Love and Lies: Marisol's Story, by Ellen Wittlinger
Wittlinger, Ellen (2008). Love and Lies: Marisol's Story. NY: Simon and Schuster. 256 pages.
Written almost ten years after Hard Love, this latest novel by Wittlinger is a sequel to the 1999 title. Set during the summer following the fateful prom this novel's narrator, Marisol, attended with Hard Love's narrator, John, Love and Lies provides a more sympathetic portrayal of both characters.
Following her graduation from high school, seventeen-year-old Marisol Guzman decides to defer her admission to Stanford in favor of living on her own in Cambridge, Ma, where she plans to work and write a novel. Her dreams of a quiet garret in which to work are dashed when her roommate Birdie brings home a would-be boyfriend and invites him to move in with them. Birdie and Damon take over the apartment with their mess and constant bickering and Marisol finds solace in a weekend adult education writing class taught by a sexy young author named Olivia Frost. In spite of the fact that Marisol's old friend John is in the same class, Marisol falls quickly and obviously for Olivia, who readers will--as the other characters in the book do--suspect is something of a cad. In traditional romantic fashion, the character who would be Marisol's perfect girlfriend is sadly ignored, and thus, the romantic triangle is established.

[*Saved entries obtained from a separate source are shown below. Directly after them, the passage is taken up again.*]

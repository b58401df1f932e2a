//! TLS policy for talking to the phone
//!
//! Desk phones ship a self-signed certificate for their web API, so server
//! certificate validation is disabled. This is a fixed policy, not a
//! runtime option: there is no configuration producing a validating client.

use std::sync::Arc;

use rustls::client::danger::{HandshakeSignatureValid, ServerCertVerified, ServerCertVerifier};
use rustls::crypto::{verify_tls12_signature, verify_tls13_signature, CryptoProvider};
use rustls::pki_types::{CertificateDer, ServerName, UnixTime};
use rustls::{ClientConfig, DigitallySignedStruct, SignatureScheme};

use crate::error::Result;

/// Whether any server certificate is accepted. Pinned.
pub const TLS_INSECURE: bool = true;

/// Certificate verifier accepting every server certificate.
///
/// Handshake signatures are still checked against the key in the presented
/// certificate, so the session is bound to whoever holds that key.
#[derive(Debug)]
pub struct AcceptAnyServerCert {
    provider: Arc<CryptoProvider>,
}

impl AcceptAnyServerCert {
    pub fn new(provider: Arc<CryptoProvider>) -> Self {
        Self { provider }
    }
}

impl ServerCertVerifier for AcceptAnyServerCert {
    fn verify_server_cert(
        &self,
        _end_entity: &CertificateDer<'_>,
        _intermediates: &[CertificateDer<'_>],
        _server_name: &ServerName<'_>,
        _ocsp_response: &[u8],
        _now: UnixTime,
    ) -> std::result::Result<ServerCertVerified, rustls::Error> {
        Ok(ServerCertVerified::assertion())
    }

    fn verify_tls12_signature(
        &self,
        message: &[u8],
        cert: &CertificateDer<'_>,
        dss: &DigitallySignedStruct,
    ) -> std::result::Result<HandshakeSignatureValid, rustls::Error> {
        verify_tls12_signature(
            message,
            cert,
            dss,
            &self.provider.signature_verification_algorithms,
        )
    }

    fn verify_tls13_signature(
        &self,
        message: &[u8],
        cert: &CertificateDer<'_>,
        dss: &DigitallySignedStruct,
    ) -> std::result::Result<HandshakeSignatureValid, rustls::Error> {
        verify_tls13_signature(
            message,
            cert,
            dss,
            &self.provider.signature_verification_algorithms,
        )
    }

    fn supported_verify_schemes(&self) -> Vec<SignatureScheme> {
        self.provider
            .signature_verification_algorithms
            .supported_schemes()
    }
}

/// Build the rustls client configuration used for every phone connection.
pub fn insecure_client_config() -> Result<ClientConfig> {
    let provider = Arc::new(rustls::crypto::ring::default_provider());
    let config = ClientConfig::builder_with_provider(provider.clone())
        .with_safe_default_protocol_versions()?
        .dangerous()
        .with_custom_certificate_verifier(Arc::new(AcceptAnyServerCert::new(provider)))
        .with_no_client_auth();
    Ok(config)
}
//! Outbound reply messages

use serde::{Deserialize, Serialize};
use serde_json::Value;

/// Correlation tag carried by log-stream events
pub const LOG_STREAM_TAG: &str = "__log__";

/// One outbound message: a success or error reply correlated by `replyTo`.
#[derive(Debug, Clone, PartialEq, Serialize, Deserialize)]
#[serde(untagged)]
pub enum ReplyMessage {
    Data {
        #[serde(rename = "replyTo")]
        reply_to: String,
        data: Value,
    },
    Error {
        #[serde(rename = "replyTo")]
        reply_to: String,
        error: String,
    },
}

impl ReplyMessage {
    pub fn data(reply_to: impl Into<String>, data: Value) -> Self {
        Self::Data {
            reply_to: reply_to.into(),
            data,
        }
    }

    pub fn error(reply_to: impl Into<String>, error: impl Into<String>) -> Self {
        Self::Error {
            reply_to: reply_to.into(),
            error: error.into(),
        }
    }

    /// Log-stream event, not tied to any command.
    pub fn log(record: Value) -> Self {
        Self::data(LOG_STREAM_TAG, record)
    }

    pub fn reply_to(&self) -> &str {
        match self {
            Self::Data { reply_to, .. } | Self::Error { reply_to, .. } => reply_to,
        }
    }

    pub fn is_error(&self) -> bool {
        matches!(self, Self::Error { .. })
    }

    pub fn is_log(&self) -> bool {
        matches!(self, Self::Data { reply_to, .. } if reply_to == LOG_STREAM_TAG)
    }

    /// Serialize to the JSON text frame sent to the surface.
    pub fn to_json(&self) -> String {
        // Both variants hold only strings and JSON values.
        serde_json::to_string(self).unwrap_or_else(|e| {
            format!(
                "{{\"replyTo\":\"\",\"error\":{}}}",
                Value::String(e.to_string())
            )
        })
    }
}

I'm probably the only person in the YA world who didn't like Hard Love (What can I say? I thought the zine stuff was "poserish." Then again, I'm probably a poser for thinking so.) I did, however, enjoy Love and Lies. As I mentioned before, this novel seemed to offer a more sympathetic rendering of the characters I found somewhat one-dimensional in Hard Love. The latest novel paints Marisol--typed as the brash, over-confident, out-and-proud teen lesbian in HL--as both confident and naive; while her hubris definitely gets her into trouble with both her shoulda, coulda, woulda girlfriend, her naivete with regards to Olivia provides an appropriately tragic check. The secondary characters--including Marisol's roommate Birdie and his boyfriend Damon--are well-drawn and provide comic relief, though not in a "Will and Grace" kind of way, which is nice.
While you don't have to have read Hard Love to "get" what's going on in the sequel, it would probably help. I relied on my faulty memory and got through just fine.